FY21 is half done and the macro data available till now shows the hits to the economy because of the coronavirus pandemic. However, there are signs of revival. After the country’s economy contracted by a record 23.9% in April-June quarter, contraction for Q2’21 is expected to be around 8.6% as projected by RBI.
However, recent data suggests brightening prospects for October and if this upturn sustains, the Indian economy may return to growth in October-December quarter, thereby making a case for GDP upgrades soon.
Global Stock Markets
Despite the pandemic, the global stock markets (especially the US market) continue to be on steroids driven mainly by excess liquidity, positive sentiment post Joe Biden’s victory and also recent announcement by Pfizer and Moderna on positive vaccine update.
A Biden win possibly results in lower trade uncertainty, lower visa restrictions for IT sector and potentially stronger EM foreign exchange. This should result in funds moving from Developed Markets to Emerging Markets of Asia and India. The above fact is visible from the FII inflows witnessed in the last month and so far in November (given below)
|Month in 2020||Net FII Inflow/(Outflow)|
Indian Stock Markets
Recent domestic high frequency indicators like Manufacturing PMI, GST collection, Personal mobility sales etc. witnessed reasonable improvement. A strong recovery was seen across sectors led by lockdown lifting, pent-up demand and resumption of industrial activities. In addition, expectations of a stimulus package from the government and firm global cues have helped the Indian markets to scale all-time highs in the last few days.
With this a new record has been set wherein markets have witnessed Decade-lows of 7500 in March and life-time highs of 12500+ levels in Nifty in the same year. This recovery has left many in awe, however, as we have tried to explain earlier also, markets always price in what will happen 3-6 months in advance and considering the steep recovery witnessed across industries + the strong dose of liquidity + the likely news of vaccine coming in, they have scaled new highs.

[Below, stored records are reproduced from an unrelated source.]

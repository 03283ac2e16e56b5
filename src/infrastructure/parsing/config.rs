//! Selector configuration for the chart page

use serde::{Deserialize, Serialize};

/// CSS selectors used to locate measurement rows on a chart page
#[derive(Debug, Clone, Serialize, Deserialize)]
pub struct ChartSelectors {
    /// The results table
    pub table: String,

    /// Data rows inside the results table
    pub row: String,

    /// Temperature values inside the last data cell
    pub temperature: String,
}

impl Default for ChartSelectors {
    fn default() -> Self {
        Self {
            table: r#"table[width="680"][bordercolorlight="black"]"#.to_string(),
            row: r#"tr[class="tdm"]"#.to_string(),
            temperature: "font".to_string(),
        }
    }
}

The September quarter earnings (Q2’21) for corporate universe were better than expectations. Revenues for the quarter de-grew just by 9% Y-o-Y whereas they witnessed 35% Q-o-Q growth but EBIDTA improved 20% Y-o-Y and more than 52% Q-o-Q on the back of lower RM costs on account of lower commodity prices and fall in other expenses related to travelling and marketing. Another notable fact was that August and September revenues were either on par or witnessed growth Y-o-Y across industries with the trend continuing in October month as well.
The results season began on a robust note with solid outperformance from IT sector on the back of results by TCS, Infosys etc. Pharma (international sales) and FMCG (volume growth) reported decent Y-o-Y growth in revenues. However, the highlight of the season so far have been private banks which were buoyed by solid results by large players resulting in robust rally.

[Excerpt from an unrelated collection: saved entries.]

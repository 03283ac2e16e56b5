//! Application configuration
//!
//! Settings are layered: built-in defaults, then an optional config file
//! (`cpucoolerchart.toml`/`.json`, or the path in `CPUCOOLERCHART_CONFIG`),
//! then environment variables such as `CPUCOOLERCHART__UPDATE__INTERVAL_SECS`.

use std::collections::HashMap;
use std::time::Duration;

use serde::{Deserialize, Serialize};
use thiserror::Error;

#[derive(Error, Debug)]
pub enum ConfigError {
    #[error("Failed to load config: {source}")]
    Load {
        #[from]
        source: config::ConfigError,
    },

    #[error("Configuration validation failed: {message}")]
    Validation { message: String },
}

/// Top-level configuration
#[derive(Debug, Clone, Serialize, Deserialize)]
#[serde(default)]
pub struct AppConfig {
    /// SQLite database URL
    pub database_url: String,
    pub update: UpdateConfig,
    pub cache: CacheConfig,
    pub crawler: CrawlerConfig,
    pub danawa: DanawaConfig,
    pub server: ServerConfig,
    pub logging: LoggingConfig,
}

/// Update cycle timing
#[derive(Debug, Clone, Serialize, Deserialize)]
#[serde(default)]
pub struct UpdateConfig {
    /// Minimum time between two update cycles
    pub interval_secs: u64,

    /// How long the running flag stays set if a cycle never clears it
    pub lock_timeout_secs: u64,

    /// Cached upstream responses expire this much earlier than the update
    /// interval so the next cycle always refetches
    pub fetch_cache_margin_secs: u64,
}

#[derive(Debug, Clone, Copy, PartialEq, Eq, Serialize, Deserialize)]
#[serde(rename_all = "lowercase")]
pub enum CacheBackend {
    /// Entries in the application database; shared by every process using it
    Sqlite,
    /// Process-local entries
    Memory,
}

#[derive(Debug, Clone, Serialize, Deserialize)]
#[serde(default)]
pub struct CacheConfig {
    pub backend: CacheBackend,

    /// Prepended to every cache key
    pub key_prefix: String,
}

/// Chart crawler settings
#[derive(Debug, Clone, Serialize, Deserialize)]
#[serde(default)]
pub struct CrawlerConfig {
    /// Chart page URL with `{noise}` and `{power}` placeholders for the grid codes
    pub chart_url: String,
    pub user_agent: String,
    pub request_timeout_seconds: u64,

    /// Delay between two consecutive upstream requests
    pub request_delay_ms: u64,
}

/// Danawa price API settings
#[derive(Debug, Clone, Serialize, Deserialize)]
#[serde(default)]
pub struct DanawaConfig {
    pub product_info_url: String,
    pub search_url: String,

    /// Without this key prices are not fetched
    pub product_info_api_key: Option<String>,
    pub search_api_key: Option<String>,

    /// Danawa category code for CPU coolers
    pub search_category: u32,
}

#[derive(Debug, Clone, Serialize, Deserialize)]
#[serde(default)]
pub struct ServerConfig {
    pub host: String,
    pub port: u16,

    /// Value of the `Access-Control-Allow-Origin` header, if any
    pub access_control_allow_origin: Option<String>,

    /// Whether `POST /update` may start an update cycle
    pub allow_remote_update: bool,
}

#[derive(Debug, Clone, Serialize, Deserialize)]
#[serde(default)]
pub struct LoggingConfig {
    /// Log level: "error", "warn", "info", "debug", "trace"
    pub level: String,

    /// Enable JSON formatted file logs
    pub json_format: bool,

    pub console_output: bool,
    pub file_output: bool,

    /// Directory for log files, relative to the working directory
    pub directory: String,
    pub file_name: String,

    /// Module-specific log level filters (e.g., "sqlx": "warn", "reqwest": "info")
    pub module_filters: HashMap<String, String>,
}

pub mod defaults {
    pub const DATABASE_URL: &str = "sqlite://cpucoolerchart.db";

    pub const UPDATE_INTERVAL_SECS: u64 = 259_200;
    pub const UPDATE_LOCK_TIMEOUT_SECS: u64 = 3600;
    pub const FETCH_CACHE_MARGIN_SECS: u64 = 600;

    pub const CACHE_KEY_PREFIX: &str = "cpucoolerchart:";

    pub const CHART_URL: &str =
        "http://www.coolenjoy.net/cooln_db/cpucooler_charts.php?dd={noise}&test={power}";
    pub const USER_AGENT: &str = "cpucoolerchart/0.2 (+https://github.com/clee704/cpucoolerchart)";
    pub const REQUEST_TIMEOUT_SECONDS: u64 = 30;
    pub const REQUEST_DELAY_MS: u64 = 500;

    pub const DANAWA_PRODUCT_INFO_URL: &str = "http://api.danawa.com/api/main/product/info";
    pub const DANAWA_SEARCH_URL: &str = "http://api.danawa.com/api/search/product/info";
    pub const DANAWA_SEARCH_CATEGORY: u32 = 862;

    pub const SERVER_HOST: &str = "127.0.0.1";
    pub const SERVER_PORT: u16 = 5000;

    pub const LOG_LEVEL: &str = "info";
    pub const LOG_DIRECTORY: &str = "logs";
    pub const LOG_FILE_NAME: &str = "cpucoolerchart.log";
}

/// Environment variable naming an explicit config file
pub const CONFIG_PATH_ENV: &str = "CPUCOOLERCHART_CONFIG";
const DEFAULT_CONFIG_NAME: &str = "cpucoolerchart";
const ENV_PREFIX: &str = "CPUCOOLERCHART";

impl Default for AppConfig {
    fn default() -> Self {
        Self {
            database_url: defaults::DATABASE_URL.to_string(),
            update: UpdateConfig::default(),
            cache: CacheConfig::default(),
            crawler: CrawlerConfig::default(),
            danawa: DanawaConfig::default(),
            server: ServerConfig::default(),
            logging: LoggingConfig::default(),
        }
    }
}

impl Default for UpdateConfig {
    fn default() -> Self {
        Self {
            interval_secs: defaults::UPDATE_INTERVAL_SECS,
            lock_timeout_secs: defaults::UPDATE_LOCK_TIMEOUT_SECS,
            fetch_cache_margin_secs: defaults::FETCH_CACHE_MARGIN_SECS,
        }
    }
}

impl Default for CacheConfig {
    fn default() -> Self {
        Self {
            backend: CacheBackend::Sqlite,
            key_prefix: defaults::CACHE_KEY_PREFIX.to_string(),
        }
    }
}

impl Default for CrawlerConfig {
    fn default() -> Self {
        Self {
            chart_url: defaults::CHART_URL.to_string(),
            user_agent: defaults::USER_AGENT.to_string(),
            request_timeout_seconds: defaults::REQUEST_TIMEOUT_SECONDS,
            request_delay_ms: defaults::REQUEST_DELAY_MS,
        }
    }
}

impl Default for DanawaConfig {
    fn default() -> Self {
        Self {
            product_info_url: defaults::DANAWA_PRODUCT_INFO_URL.to_string(),
            search_url: defaults::DANAWA_SEARCH_URL.to_string(),
            product_info_api_key: None,
            search_api_key: None,
            search_category: defaults::DANAWA_SEARCH_CATEGORY,
        }
    }
}

impl Default for ServerConfig {
    fn default() -> Self {
        Self {
            host: defaults::SERVER_HOST.to_string(),
            port: defaults::SERVER_PORT,
            access_control_allow_origin: Some("*".to_string()),
            allow_remote_update: true,
        }
    }
}

impl Default for LoggingConfig {
    fn default() -> Self {
        Self {
            level: defaults::LOG_LEVEL.to_string(),
            json_format: false,
            console_output: true,
            file_output: false,
            directory: defaults::LOG_DIRECTORY.to_string(),
            file_name: defaults::LOG_FILE_NAME.to_string(),
            module_filters: {
                let mut filters = HashMap::new();
                filters.insert("sqlx".to_string(), "warn".to_string());
                filters.insert("reqwest".to_string(), "info".to_string());
                filters.insert("hyper".to_string(), "warn".to_string());
                filters.insert("actix_server".to_string(), "info".to_string());
                filters
            },
        }
    }
}

impl UpdateConfig {
    pub fn interval(&self) -> Duration {
        Duration::from_secs(self.interval_secs)
    }

    pub fn lock_timeout(&self) -> Duration {
        Duration::from_secs(self.lock_timeout_secs)
    }

    /// Lifetime of cached upstream responses
    pub fn fetch_cache_ttl(&self) -> Duration {
        Duration::from_secs(self.interval_secs.saturating_sub(self.fetch_cache_margin_secs))
    }
}

impl AppConfig {
    /// Load configuration from the default file location and the environment
    pub fn load() -> Result<Self, ConfigError> {
        let path = std::env::var(CONFIG_PATH_ENV).ok();
        let required = path.is_some();
        let path = path.unwrap_or_else(|| DEFAULT_CONFIG_NAME.to_string());
        Self::from_source(&path, required)
    }

    /// Load configuration from `path` (extension optional) and the environment
    pub fn from_source(path: &str, required: bool) -> Result<Self, ConfigError> {
        let settings = config::Config::builder()
            .add_source(config::File::with_name(path).required(required))
            .add_source(
                config::Environment::with_prefix(ENV_PREFIX)
                    .separator("__")
                    .try_parsing(true),
            )
            .build()?;

        let config: Self = settings.try_deserialize()?;
        config.validate()?;
        Ok(config)
    }

    pub fn validate(&self) -> Result<(), ConfigError> {
        if self.update.interval_secs == 0 {
            return Err(ConfigError::Validation {
                message: "update.interval_secs must be positive".to_string(),
            });
        }
        if self.update.fetch_cache_margin_secs >= self.update.interval_secs {
            return Err(ConfigError::Validation {
                message: "update.fetch_cache_margin_secs must be shorter than update.interval_secs"
                    .to_string(),
            });
        }
        if !(self.crawler.chart_url.contains("{noise}") && self.crawler.chart_url.contains("{power}")) {
            return Err(ConfigError::Validation {
                message: "crawler.chart_url needs {noise} and {power} placeholders".to_string(),
            });
        }
        Ok(())
    }
}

Other sectors like Cement, Auto, Chemicals, Consumer Durables, Real Estate, Textiles and Fertilisers did very well in the quarter gone by.
Irrespective of all the above macro details mentioned above, the only thing that matters for making money in stock markets is the underlying growth/fundamentals of your portfolio companies. As you know, we have been taking a lot of portfolio structuring changes (which are conveyed via separate email) which have yielded very positive results over the last 8-10 months. That in addition to the following points give us confidence for maintaining the recovery in our performance.

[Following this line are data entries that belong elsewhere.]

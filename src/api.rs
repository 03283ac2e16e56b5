// HTTP API over the reconciled cooler dataset

pub mod handlers;
pub mod routes;
pub mod server;

pub use server::ApiServer;
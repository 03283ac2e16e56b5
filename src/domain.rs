//! Domain module - heatsink entities, crawled records and curated correction tables
//!
//! This module contains the four stored entities, the flat record produced by
//! the chart crawler, the measurement grid and the static data tables used to
//! normalize and enrich upstream data.

pub mod entities;
pub mod cooler_record;
pub mod measurement_grid;
pub mod corrections;

// Re-export commonly used items for convenience
pub use entities::{
    diff_and_apply, FanConfig, FanGeometry, Heatsink, HeatsinkSpec, HeatsinkWithMaker, Maker,
    Measurement, MeasurementValues, PriceFields, Snapshot,
};
pub use cooler_record::{sort_records, CoolerRecord};
pub use measurement_grid::{grid_cells, GridCell, CPU_POWER, NOISE_LEVELS, NOISE_MAX};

- Considering the fact that most of the companies in our portfolio are industry leaders in their segments and with better balance-sheets they should continue to do well during ongoing challenging times.
- Most of the industries where we are present are immune to economic slowdown inspite of COVID impact as witnessed by H1’21 results where they not only significantly improved sequentially (meaning compared with June quarter) but also delivered better results YoY (meaning compared with Sept 2019 quarter (please see the attachment).
- Valuations comfort – inspite of the increase in share price across most of our portfolio companies, valuations have not increased i.e. most of the increase is led by growth witnessed in earnings.
We would like to end the update with the following quote:
“I’ve found that when the market’s going down and you buy funds wisely, at some point in future, you will be happy” – Peter Lynch
Result update of our portfolio companies is attached for your reference. Happy Investing!!